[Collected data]
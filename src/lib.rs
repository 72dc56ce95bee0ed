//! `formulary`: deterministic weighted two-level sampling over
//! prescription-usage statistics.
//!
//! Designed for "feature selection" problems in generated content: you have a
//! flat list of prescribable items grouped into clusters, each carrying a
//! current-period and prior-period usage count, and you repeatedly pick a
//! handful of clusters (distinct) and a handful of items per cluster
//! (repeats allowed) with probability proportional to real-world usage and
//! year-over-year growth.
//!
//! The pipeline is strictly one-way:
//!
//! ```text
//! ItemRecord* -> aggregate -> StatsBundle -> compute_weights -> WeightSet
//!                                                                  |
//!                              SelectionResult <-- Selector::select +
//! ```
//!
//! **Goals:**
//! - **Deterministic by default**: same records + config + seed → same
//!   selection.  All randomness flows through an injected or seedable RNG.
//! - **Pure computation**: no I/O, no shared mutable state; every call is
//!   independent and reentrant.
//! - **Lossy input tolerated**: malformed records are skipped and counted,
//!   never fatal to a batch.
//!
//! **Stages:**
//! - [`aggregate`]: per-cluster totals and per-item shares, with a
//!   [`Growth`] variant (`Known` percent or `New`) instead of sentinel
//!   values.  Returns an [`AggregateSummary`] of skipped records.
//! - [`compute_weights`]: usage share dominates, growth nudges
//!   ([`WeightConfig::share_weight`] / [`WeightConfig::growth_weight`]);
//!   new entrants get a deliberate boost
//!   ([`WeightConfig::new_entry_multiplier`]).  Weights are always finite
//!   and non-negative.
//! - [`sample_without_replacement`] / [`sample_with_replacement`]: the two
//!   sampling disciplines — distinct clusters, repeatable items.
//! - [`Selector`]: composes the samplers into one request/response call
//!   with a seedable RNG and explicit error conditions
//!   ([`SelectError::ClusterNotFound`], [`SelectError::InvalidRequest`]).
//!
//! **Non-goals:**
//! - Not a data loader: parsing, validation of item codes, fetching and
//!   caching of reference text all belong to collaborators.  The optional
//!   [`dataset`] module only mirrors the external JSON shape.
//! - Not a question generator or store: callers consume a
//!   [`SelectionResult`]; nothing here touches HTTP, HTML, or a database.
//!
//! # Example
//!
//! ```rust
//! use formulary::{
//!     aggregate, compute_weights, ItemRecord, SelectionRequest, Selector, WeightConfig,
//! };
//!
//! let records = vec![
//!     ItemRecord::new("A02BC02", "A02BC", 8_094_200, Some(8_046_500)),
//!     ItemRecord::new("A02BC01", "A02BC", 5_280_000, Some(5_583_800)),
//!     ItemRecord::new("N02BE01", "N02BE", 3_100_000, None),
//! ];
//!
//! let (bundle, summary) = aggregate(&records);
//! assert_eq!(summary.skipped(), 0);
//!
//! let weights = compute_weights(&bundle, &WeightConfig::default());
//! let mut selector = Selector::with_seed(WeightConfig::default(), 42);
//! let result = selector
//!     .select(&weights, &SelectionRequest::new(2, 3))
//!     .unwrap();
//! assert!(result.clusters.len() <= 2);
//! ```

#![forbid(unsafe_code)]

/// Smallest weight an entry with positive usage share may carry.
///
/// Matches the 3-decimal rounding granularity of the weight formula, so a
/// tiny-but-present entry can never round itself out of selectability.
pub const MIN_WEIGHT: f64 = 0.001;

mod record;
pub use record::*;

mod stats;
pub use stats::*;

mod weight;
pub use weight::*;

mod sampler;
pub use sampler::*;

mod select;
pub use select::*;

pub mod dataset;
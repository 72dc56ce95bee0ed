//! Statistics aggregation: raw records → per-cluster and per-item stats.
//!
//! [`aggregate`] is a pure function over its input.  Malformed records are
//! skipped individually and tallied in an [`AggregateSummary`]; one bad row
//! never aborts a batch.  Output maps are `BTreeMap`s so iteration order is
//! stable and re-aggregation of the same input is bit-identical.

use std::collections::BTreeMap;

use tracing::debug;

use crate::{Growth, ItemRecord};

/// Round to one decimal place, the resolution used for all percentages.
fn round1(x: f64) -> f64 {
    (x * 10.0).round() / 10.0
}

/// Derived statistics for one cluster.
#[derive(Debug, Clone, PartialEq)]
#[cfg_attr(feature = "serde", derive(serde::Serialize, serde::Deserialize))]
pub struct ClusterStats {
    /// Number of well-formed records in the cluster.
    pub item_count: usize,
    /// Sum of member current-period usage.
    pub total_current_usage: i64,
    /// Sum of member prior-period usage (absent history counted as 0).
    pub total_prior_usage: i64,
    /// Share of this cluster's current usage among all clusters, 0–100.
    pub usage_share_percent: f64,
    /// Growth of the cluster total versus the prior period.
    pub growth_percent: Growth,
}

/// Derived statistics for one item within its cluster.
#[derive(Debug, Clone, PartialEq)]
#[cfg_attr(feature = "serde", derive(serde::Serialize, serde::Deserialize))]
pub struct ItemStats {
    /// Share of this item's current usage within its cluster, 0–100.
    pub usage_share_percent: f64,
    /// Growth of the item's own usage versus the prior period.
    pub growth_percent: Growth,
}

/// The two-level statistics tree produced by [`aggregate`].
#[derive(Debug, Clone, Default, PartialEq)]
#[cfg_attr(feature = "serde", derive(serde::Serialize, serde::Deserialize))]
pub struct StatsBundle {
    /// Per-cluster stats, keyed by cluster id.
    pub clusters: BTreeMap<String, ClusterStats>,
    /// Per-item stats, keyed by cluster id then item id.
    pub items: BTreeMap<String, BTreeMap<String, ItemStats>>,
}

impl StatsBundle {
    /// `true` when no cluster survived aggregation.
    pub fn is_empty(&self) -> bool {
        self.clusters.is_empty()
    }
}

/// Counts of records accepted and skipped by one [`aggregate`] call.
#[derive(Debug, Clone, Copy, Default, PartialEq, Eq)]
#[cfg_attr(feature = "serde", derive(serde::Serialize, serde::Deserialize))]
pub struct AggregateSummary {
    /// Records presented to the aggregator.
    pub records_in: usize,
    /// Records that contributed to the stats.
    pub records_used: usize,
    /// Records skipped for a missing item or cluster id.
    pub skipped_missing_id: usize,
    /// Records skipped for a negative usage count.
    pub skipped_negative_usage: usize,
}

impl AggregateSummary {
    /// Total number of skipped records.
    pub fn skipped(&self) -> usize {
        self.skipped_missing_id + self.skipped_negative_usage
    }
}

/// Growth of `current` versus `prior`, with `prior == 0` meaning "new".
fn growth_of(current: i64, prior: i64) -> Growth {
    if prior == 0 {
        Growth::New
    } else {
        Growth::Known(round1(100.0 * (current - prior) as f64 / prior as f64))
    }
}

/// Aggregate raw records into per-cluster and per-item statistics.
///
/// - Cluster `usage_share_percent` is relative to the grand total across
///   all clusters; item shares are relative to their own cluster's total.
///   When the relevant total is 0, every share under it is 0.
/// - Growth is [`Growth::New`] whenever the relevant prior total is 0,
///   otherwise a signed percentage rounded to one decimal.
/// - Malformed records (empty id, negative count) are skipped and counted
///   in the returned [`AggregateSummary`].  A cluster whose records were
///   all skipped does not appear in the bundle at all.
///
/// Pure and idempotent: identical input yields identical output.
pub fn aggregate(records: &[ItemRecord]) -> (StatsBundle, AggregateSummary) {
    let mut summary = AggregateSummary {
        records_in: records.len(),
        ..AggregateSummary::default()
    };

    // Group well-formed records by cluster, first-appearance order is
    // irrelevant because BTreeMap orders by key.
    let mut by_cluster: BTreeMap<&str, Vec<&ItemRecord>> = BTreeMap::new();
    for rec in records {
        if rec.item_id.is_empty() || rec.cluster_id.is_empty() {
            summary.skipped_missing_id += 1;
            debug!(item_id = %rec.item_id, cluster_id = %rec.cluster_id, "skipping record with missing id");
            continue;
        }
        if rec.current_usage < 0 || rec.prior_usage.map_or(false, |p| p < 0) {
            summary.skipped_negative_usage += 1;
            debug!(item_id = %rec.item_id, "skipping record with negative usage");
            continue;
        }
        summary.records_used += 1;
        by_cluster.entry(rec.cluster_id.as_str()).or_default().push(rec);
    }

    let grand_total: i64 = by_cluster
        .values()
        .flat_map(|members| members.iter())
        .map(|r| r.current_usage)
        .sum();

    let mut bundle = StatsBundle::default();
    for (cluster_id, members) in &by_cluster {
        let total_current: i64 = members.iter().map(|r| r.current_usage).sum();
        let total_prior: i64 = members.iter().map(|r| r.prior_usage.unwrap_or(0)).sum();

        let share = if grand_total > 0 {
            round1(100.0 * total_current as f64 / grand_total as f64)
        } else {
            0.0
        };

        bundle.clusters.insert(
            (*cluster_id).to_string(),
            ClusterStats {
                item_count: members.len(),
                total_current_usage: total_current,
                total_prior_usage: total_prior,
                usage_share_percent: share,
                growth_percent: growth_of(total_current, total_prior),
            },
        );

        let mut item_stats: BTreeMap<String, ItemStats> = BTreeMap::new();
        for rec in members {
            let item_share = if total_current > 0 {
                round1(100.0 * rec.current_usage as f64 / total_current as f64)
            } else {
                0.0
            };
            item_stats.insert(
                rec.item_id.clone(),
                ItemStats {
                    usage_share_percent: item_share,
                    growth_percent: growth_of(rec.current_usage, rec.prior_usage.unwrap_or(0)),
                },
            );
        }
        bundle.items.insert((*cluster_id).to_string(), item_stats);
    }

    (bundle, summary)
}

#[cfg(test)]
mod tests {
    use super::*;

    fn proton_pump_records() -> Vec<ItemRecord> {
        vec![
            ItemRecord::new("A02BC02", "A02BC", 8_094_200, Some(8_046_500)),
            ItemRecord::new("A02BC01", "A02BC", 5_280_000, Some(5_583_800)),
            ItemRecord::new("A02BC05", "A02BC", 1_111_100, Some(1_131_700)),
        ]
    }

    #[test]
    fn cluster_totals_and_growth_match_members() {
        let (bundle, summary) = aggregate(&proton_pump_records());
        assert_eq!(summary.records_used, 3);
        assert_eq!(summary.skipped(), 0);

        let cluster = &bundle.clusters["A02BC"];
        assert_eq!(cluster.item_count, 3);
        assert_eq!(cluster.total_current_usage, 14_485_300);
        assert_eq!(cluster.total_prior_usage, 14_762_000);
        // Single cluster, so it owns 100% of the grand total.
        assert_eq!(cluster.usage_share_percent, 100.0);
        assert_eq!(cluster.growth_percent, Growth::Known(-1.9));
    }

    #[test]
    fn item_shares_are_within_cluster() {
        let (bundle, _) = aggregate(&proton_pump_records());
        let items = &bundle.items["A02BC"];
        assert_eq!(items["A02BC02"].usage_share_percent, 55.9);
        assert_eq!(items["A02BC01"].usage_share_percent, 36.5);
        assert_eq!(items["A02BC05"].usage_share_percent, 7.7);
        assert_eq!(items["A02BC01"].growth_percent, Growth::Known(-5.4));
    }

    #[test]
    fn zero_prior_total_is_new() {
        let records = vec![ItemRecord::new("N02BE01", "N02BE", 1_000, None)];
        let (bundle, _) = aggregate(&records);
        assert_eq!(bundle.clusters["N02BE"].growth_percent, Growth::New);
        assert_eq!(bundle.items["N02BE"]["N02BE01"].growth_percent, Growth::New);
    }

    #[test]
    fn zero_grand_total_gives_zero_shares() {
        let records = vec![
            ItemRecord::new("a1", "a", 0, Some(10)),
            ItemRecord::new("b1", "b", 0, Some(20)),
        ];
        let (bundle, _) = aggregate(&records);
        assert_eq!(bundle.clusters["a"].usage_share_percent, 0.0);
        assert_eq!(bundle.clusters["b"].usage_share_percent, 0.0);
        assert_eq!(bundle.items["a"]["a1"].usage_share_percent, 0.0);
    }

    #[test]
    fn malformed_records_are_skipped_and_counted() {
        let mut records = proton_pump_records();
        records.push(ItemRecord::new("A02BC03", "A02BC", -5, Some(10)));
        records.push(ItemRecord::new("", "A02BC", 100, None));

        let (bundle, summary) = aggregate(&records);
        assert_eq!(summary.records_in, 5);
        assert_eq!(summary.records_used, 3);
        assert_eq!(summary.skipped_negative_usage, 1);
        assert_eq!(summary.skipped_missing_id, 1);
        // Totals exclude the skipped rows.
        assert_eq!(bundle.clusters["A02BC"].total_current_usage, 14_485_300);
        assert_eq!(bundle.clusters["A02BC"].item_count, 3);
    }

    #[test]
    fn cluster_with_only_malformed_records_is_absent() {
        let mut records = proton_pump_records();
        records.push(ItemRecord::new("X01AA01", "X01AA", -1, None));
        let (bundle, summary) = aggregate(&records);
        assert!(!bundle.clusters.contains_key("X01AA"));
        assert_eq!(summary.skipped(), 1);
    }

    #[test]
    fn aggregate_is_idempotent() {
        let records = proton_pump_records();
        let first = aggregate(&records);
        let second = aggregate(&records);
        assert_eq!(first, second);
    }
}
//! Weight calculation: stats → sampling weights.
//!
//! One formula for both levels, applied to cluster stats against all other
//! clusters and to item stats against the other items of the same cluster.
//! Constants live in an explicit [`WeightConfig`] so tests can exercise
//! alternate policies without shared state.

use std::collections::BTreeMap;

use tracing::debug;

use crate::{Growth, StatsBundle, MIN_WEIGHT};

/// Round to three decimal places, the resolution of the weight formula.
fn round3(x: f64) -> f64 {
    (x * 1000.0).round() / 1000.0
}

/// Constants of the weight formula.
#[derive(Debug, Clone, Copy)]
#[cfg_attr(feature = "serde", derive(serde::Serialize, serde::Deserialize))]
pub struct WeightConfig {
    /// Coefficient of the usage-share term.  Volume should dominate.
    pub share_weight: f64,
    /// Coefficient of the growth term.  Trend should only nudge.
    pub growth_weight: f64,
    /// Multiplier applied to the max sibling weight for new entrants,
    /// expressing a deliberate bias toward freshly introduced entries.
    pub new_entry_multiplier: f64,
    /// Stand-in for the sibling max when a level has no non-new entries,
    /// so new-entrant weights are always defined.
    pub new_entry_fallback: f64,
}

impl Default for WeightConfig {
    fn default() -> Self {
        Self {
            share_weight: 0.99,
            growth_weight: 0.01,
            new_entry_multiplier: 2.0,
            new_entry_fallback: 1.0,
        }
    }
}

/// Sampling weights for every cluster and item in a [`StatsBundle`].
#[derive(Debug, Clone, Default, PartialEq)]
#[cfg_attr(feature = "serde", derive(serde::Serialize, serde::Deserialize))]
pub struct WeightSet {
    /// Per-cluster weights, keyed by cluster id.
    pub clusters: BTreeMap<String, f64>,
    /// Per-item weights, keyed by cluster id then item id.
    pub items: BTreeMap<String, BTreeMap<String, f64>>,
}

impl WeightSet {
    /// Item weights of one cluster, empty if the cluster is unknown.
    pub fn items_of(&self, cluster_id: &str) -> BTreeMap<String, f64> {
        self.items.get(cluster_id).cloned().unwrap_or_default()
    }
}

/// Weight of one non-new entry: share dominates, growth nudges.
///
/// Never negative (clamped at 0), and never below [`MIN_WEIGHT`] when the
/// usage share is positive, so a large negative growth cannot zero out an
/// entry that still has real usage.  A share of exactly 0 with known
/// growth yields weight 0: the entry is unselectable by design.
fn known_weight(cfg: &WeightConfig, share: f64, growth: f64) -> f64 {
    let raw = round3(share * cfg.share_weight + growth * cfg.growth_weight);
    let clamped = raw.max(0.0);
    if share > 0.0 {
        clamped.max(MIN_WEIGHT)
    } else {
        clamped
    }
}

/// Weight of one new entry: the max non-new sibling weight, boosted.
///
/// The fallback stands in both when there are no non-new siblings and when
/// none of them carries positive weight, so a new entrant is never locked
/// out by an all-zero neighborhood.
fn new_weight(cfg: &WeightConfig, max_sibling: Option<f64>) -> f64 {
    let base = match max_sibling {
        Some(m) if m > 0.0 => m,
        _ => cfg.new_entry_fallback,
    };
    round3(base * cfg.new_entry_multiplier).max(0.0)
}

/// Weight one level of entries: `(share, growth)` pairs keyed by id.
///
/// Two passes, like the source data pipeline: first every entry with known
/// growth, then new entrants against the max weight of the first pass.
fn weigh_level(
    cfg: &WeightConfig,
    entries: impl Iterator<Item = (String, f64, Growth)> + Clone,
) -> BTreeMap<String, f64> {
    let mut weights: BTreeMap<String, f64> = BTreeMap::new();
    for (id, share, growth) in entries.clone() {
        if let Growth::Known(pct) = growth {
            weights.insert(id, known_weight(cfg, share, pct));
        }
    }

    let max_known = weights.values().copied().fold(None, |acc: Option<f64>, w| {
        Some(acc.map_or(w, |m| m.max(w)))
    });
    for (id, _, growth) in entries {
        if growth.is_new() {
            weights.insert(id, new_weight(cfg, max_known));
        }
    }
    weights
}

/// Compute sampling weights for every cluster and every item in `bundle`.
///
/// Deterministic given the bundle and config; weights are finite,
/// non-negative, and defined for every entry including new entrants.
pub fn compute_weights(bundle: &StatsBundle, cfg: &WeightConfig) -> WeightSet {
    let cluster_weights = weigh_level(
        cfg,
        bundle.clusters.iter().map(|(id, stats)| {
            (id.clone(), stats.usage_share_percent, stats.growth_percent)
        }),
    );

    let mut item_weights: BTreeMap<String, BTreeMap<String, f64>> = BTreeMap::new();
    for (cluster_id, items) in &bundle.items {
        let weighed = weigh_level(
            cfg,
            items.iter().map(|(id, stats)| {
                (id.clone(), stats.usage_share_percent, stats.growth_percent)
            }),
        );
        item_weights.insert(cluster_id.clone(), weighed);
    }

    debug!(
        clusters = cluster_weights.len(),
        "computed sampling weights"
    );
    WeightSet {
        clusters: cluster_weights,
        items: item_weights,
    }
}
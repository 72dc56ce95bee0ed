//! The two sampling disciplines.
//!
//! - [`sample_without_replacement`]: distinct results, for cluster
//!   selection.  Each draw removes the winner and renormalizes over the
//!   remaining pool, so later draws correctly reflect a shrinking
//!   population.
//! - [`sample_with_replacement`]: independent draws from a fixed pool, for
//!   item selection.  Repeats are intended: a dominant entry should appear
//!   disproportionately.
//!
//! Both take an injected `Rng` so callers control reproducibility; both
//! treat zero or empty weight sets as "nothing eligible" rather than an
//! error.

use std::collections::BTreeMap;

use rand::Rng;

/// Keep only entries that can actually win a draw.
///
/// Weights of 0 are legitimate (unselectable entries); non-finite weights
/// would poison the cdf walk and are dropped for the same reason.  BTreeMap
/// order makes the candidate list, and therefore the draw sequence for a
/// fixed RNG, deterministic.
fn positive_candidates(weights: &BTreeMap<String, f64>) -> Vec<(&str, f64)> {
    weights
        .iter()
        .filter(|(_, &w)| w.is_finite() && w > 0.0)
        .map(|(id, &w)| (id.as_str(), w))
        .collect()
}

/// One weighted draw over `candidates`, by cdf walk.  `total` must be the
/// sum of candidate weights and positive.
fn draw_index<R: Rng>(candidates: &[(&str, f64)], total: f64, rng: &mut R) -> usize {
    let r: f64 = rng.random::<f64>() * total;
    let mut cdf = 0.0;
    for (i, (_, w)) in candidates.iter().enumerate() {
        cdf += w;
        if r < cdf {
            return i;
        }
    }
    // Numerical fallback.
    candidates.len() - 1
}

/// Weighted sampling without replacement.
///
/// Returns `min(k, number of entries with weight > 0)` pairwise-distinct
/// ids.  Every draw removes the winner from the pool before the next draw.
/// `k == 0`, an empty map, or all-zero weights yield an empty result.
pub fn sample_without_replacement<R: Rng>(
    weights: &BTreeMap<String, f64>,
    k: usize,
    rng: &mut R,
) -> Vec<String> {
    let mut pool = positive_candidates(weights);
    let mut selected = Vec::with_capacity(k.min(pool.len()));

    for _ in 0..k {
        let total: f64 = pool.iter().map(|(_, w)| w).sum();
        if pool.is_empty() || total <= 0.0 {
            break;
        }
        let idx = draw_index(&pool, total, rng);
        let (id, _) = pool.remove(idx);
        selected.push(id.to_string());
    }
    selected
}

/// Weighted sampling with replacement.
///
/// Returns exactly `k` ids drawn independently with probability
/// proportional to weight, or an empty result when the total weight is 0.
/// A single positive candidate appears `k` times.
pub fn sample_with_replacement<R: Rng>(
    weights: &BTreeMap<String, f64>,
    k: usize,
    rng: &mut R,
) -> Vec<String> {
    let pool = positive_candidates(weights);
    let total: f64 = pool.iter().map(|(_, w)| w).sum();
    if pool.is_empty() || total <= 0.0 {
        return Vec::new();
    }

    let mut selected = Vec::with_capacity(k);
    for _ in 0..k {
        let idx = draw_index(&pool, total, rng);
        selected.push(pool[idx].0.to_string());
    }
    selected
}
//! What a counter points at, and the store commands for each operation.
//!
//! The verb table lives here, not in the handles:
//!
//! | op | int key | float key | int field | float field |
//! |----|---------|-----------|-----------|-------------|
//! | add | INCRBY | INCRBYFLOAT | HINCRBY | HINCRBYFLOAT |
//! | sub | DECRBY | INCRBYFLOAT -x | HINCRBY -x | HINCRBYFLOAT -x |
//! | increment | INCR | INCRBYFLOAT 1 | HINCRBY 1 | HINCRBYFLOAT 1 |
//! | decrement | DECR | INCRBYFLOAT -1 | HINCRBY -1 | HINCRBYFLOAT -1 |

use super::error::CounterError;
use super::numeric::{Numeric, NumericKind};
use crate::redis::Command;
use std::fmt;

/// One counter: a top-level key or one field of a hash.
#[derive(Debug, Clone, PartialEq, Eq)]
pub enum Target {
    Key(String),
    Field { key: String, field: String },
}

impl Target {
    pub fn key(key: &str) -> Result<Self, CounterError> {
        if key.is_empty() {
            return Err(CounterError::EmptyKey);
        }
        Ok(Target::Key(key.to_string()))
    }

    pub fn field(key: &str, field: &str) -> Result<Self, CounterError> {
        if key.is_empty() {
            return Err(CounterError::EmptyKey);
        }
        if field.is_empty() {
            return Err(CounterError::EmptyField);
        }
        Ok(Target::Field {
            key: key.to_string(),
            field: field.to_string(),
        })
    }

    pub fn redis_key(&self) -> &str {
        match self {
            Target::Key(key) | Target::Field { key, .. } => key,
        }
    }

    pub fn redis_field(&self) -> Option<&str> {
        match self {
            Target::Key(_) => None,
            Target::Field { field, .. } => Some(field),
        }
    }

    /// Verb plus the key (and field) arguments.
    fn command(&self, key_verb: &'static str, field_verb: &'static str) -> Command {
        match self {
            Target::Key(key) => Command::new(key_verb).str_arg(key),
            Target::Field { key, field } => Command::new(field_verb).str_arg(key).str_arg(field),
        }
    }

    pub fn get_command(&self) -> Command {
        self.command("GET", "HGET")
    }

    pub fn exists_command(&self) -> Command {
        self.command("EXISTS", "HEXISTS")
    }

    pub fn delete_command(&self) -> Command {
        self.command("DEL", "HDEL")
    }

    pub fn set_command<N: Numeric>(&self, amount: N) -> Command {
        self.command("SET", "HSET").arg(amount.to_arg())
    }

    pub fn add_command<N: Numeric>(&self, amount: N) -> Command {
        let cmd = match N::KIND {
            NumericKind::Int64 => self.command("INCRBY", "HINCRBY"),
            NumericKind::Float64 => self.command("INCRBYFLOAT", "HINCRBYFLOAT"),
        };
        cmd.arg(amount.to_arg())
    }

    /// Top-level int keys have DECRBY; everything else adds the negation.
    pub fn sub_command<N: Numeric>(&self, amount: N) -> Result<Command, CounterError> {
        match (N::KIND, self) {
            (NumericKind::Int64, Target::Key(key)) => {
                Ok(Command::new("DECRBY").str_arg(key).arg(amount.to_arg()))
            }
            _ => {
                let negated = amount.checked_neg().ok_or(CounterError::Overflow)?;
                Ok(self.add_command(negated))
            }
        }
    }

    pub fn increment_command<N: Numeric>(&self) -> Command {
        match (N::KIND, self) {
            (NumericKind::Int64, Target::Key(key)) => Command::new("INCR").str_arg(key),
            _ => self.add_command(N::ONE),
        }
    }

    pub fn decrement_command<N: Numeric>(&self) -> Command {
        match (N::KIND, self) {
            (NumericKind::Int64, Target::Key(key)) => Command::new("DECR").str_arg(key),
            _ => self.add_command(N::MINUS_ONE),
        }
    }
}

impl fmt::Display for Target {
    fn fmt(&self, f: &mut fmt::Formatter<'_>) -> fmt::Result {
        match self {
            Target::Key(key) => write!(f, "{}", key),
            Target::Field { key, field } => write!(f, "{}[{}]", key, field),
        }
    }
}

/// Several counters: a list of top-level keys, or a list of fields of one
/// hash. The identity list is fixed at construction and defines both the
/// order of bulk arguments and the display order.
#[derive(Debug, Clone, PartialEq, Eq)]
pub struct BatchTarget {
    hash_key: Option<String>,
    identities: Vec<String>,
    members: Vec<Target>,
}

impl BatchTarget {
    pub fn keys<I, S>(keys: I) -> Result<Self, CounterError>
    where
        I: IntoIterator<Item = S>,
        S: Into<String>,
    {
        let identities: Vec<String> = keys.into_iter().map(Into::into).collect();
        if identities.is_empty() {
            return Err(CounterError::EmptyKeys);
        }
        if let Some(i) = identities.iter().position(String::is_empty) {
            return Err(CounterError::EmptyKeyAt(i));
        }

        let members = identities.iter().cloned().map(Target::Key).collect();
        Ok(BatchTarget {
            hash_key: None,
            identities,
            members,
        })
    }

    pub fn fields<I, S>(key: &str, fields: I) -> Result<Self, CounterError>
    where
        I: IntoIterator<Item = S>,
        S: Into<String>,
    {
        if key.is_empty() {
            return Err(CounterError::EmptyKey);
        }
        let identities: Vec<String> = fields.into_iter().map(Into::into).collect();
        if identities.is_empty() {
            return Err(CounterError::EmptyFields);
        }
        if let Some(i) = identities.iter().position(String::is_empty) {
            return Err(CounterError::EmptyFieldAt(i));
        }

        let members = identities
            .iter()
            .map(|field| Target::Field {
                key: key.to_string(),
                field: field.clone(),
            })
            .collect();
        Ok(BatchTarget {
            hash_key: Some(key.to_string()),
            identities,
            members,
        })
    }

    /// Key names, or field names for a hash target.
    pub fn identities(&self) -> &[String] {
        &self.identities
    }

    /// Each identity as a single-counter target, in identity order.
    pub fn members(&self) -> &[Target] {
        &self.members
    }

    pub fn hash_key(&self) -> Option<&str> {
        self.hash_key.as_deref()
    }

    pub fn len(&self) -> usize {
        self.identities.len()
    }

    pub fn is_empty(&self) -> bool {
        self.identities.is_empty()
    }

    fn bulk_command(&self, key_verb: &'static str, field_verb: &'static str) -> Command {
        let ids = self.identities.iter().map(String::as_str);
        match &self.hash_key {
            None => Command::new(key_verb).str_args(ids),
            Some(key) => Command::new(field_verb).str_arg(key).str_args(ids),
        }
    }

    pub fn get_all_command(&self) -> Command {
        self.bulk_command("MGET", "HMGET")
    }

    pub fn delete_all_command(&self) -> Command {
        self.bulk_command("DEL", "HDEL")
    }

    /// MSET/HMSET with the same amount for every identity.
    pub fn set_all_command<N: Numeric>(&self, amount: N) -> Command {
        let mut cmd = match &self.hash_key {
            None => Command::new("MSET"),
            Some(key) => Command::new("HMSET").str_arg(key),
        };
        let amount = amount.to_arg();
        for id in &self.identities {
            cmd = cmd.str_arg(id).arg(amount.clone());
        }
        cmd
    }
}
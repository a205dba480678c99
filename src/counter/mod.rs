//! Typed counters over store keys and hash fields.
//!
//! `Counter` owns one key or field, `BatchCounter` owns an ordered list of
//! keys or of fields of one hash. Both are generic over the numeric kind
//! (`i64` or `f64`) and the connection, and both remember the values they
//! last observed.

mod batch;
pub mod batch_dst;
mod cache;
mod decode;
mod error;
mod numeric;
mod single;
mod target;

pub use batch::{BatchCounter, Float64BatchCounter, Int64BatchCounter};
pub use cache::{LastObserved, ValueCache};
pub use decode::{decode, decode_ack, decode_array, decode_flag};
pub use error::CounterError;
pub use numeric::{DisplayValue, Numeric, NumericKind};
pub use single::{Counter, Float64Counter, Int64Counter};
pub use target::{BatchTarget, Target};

=== Directions ===
When a line of the records holds the word "relative", copy that line.

=== Solved problem ===
/// - Cluster `usage_share_percent` is relative to the grand total across
///   all clusters; item shares are relative to their own cluster's total.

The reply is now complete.